Disabling motion blur or setting it to approximate introduces new artifact, sort of trace behind the mesh. Still this looks much better then flickering. I will try to make persistent ID based solution.
I have been experimenting with motion blur. There are 3 settings: disabled, approximate, precise.
Disabled leads to this trail effect.
Approximate leads to same trail, but if we bind correct velocity it works good.
Documentation: Approximates the motion vectors from current velocity. Saves memory and performance, but can result in lower quality motion blur and/or anti-aliasing.
I don`t know how precise work. My guess it saves particles position at start of frame to some buffer. Then solving forces and velocity works out. And Blur interpolates between old and new position, since there is no way to feed position at previous frame I dont see a way to control it without moving particular particles with use of persistent ID.
Finally I have found the solution, looks very easy but took 2 month to get there :), wanna share it.
Rewrite position in Particles.Previous.Position and this would work with Motion Vector Setting = Precise.
Another option is passing Velocity to Particles.Velocity. Then one should use Approximate for Motion Vector Setting. When you think about it, it makes a lot of sense.

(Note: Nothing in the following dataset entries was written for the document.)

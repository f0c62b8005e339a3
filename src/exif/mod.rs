//! JPEG/Exif orientation parsing module
//!
//! This module walks the segment structure of a JPEG file and decodes the
//! orientation tag from the TIFF directory embedded in its Exif APP1
//! segment, without relying on an external metadata library.

pub mod errors;
pub mod constants;
pub mod header;
pub mod directory;
pub mod segment;
pub mod orientation;
pub mod reader;
#[cfg(test)]
mod tests;

pub use crate::io::byte_order::{BigEndianHandler, ByteOrder, ByteOrderHandler, LittleEndianHandler};
pub use errors::{ExifError, ExifResult};
pub use directory::{read_orientation_tag, ExifDirectory, IFDEntry};
pub use header::TiffHeader;
pub use segment::{Segment, SegmentScanner};
pub use orientation::Orientation;
pub use reader::{MetadataReport, OrientationReader};
use clap::{Arg, Command as ClapCommand, ArgAction};
use std::process;
use log::{error, LevelFilter};

use glyphcast::utils::logger::Logger;
use glyphcast::commands::{CommandFactory, GlyphcastCommandFactory};
use glyphcast::render::charset::{preset_names, DEFAULT_CHARSET};

fn main() {
    let charset_help = format!(
        "Glyph ramp preset ({}), default {}",
        preset_names().join(", "),
        DEFAULT_CHARSET
    );

    let matches = ClapCommand::new("glyphcast")
        .version("0.1")
        .about("Render images as text, honoring the JPEG Exif orientation")
        .arg(
            Arg::new("input")
                .help("Input image file")
                .required(true)
                .index(1),
        )
        .arg(
            Arg::new("color")
                .long("color")
                .help("Emit 24-bit ANSI color for each glyph")
                .action(ArgAction::SetTrue),
        )
        .arg(
            Arg::new("width")
                .short('W')
                .long("width")
                .help("Output width in characters [default: 80]")
                .value_name("COLS")
                .required(false),
        )
        .arg(
            Arg::new("height")
                .short('H')
                .long("height")
                .help("Output height in lines [default: 40]")
                .value_name("ROWS")
                .required(false),
        )
        .arg(
            Arg::new("charset")
                .long("charset")
                .help(charset_help)
                .value_name("NAME")
                .required(false),
        )
        .arg(
            Arg::new("invert")
                .long("invert")
                .help("Map dark pixels to dense glyphs")
                .action(ArgAction::SetTrue),
        )
        .arg(
            Arg::new("no-orient")
                .long("no-orient")
                .help("Ignore the Exif orientation tag")
                .action(ArgAction::SetTrue),
        )
        .arg(
            Arg::new("inspect")
                .short('i')
                .long("inspect")
                .help("Print JPEG segments and Exif orientation instead of rendering")
                .action(ArgAction::SetTrue),
        )
        .arg(
            Arg::new("config")
                .long("config")
                .help("TOML file with rendering options")
                .value_name("FILE")
                .required(false),
        )
        .arg(
            Arg::new("log-file")
                .long("log-file")
                .help("Also write log records to this file")
                .value_name("FILE")
                .required(false),
        )
        .arg(
            Arg::new("verbose")
                .short('v')
                .long("verbose")
                .help("Enable verbose output")
                .action(ArgAction::SetTrue),
        )
        .get_matches();

    let level = if matches.get_flag("verbose") {
        LevelFilter::Debug
    } else {
        LevelFilter::Info
    };
    let log_file = matches.get_one::<String>("log-file").map(String::as_str);

    if let Err(e) = Logger::init_global_logger(log_file, level) {
        eprintln!("Error setting up global logger: {}", e);
        process::exit(1);
    }

    let factory = GlyphcastCommandFactory::new();

    match factory.create_command(&matches) {
        Ok(command) => {
            if let Err(e) = command.execute() {
                error!("Command execution error: {}", e);
                eprintln!("Error: {}", e);
                process::exit(1);
            }
        },
        Err(e) => {
            error!("Failed to create command: {}", e);
            eprintln!("Error: {}", e);
            process::exit(1);
        }
    };
}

With Motion Vector settings set to approximate, Niagara allows you to control MotionBlur via the ‘Velocity’ binding (assuming your Material supports velocities/motion vectors). So you can bind this to whatever you need to alter how much MotionBlur to apply and in which direction. It does not need to be linked to velocity.
Yeah, I have tried binding custom velocity. For example one can multiply Particle.Velocity by custom float in custom module and get an interesting blur effect.
“assuming your Material supports velocities/motion vectors” -
This is very interesting, never heard of such material properties. How does it work?
Translucent Materials do not output velocities by default. You will need to tick this box in the material to force it. Not a problem on opaque / masked materials, as they output velocities by default.